I found a link to the October Country site late last week and am wondering if anyone here has had any dealings with this outfit. They seem to be all over the map with prices: current production models are priced fairly reasonably, but the "collectible" replicas are overpriced. Be forewarned that they must not have much of a clue as to what they are looking at, based upon the titles of the listings.

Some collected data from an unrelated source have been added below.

/// Data layer: core types, loading, filtering and aggregation.
///
/// Architecture:
/// ```text
///  .csv / .json / .parquet
///        │
///        ▼
///   ┌──────────┐
///   │  loader   │  parse file → SalaryDataset
///   └──────────┘
///        │
///        ▼
///   ┌───────────────┐
///   │ SalaryDataset │  Vec<SalaryRecord>, distinct filter values
///   └───────────────┘
///        │
///        ▼
///   ┌──────────┐
///   │  filter   │  four set-membership selections → filtered subset
///   └──────────┘
///        │
///        ▼
///   ┌──────────┐
///   │  report   │  metrics + chart datasets for the UI
///   └──────────┘
/// ```

pub mod filter;
pub mod loader;
pub mod model;
pub mod report;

http://www.octobercountry.com/

Last week they were offering three NIB Pietta Dance .36 revolvers, but with a squareback trigger guard, S/Ns 52, 53, and 127, for $300 each. They have either been sold or OC took them off the market as the listings no longer appear. All of the Pietta 1851 Navy type revolvers I have sport 6-digit S/Ns, so that raises a flag to me. I managed to grab a photo of #127 before it was removed:



They also offer this $1700 cased set, listed as Uberti 1862 Dance Dragoon .44 cal, 1855 Navy .36 cal Prototype. Clearly defarbed replicas: One is an ASM (S/N E58496) 1848 Dragoon 3rd Model (with a flattened trigger guard, shortened barrel/lever, and with the wedge and load lever pivot screw entering on the right side of the gun like a Walker) and the other is an 1851 Navy with a turned-down barrel (possibly an Uberti L&R). Where they got the description from is beyond me.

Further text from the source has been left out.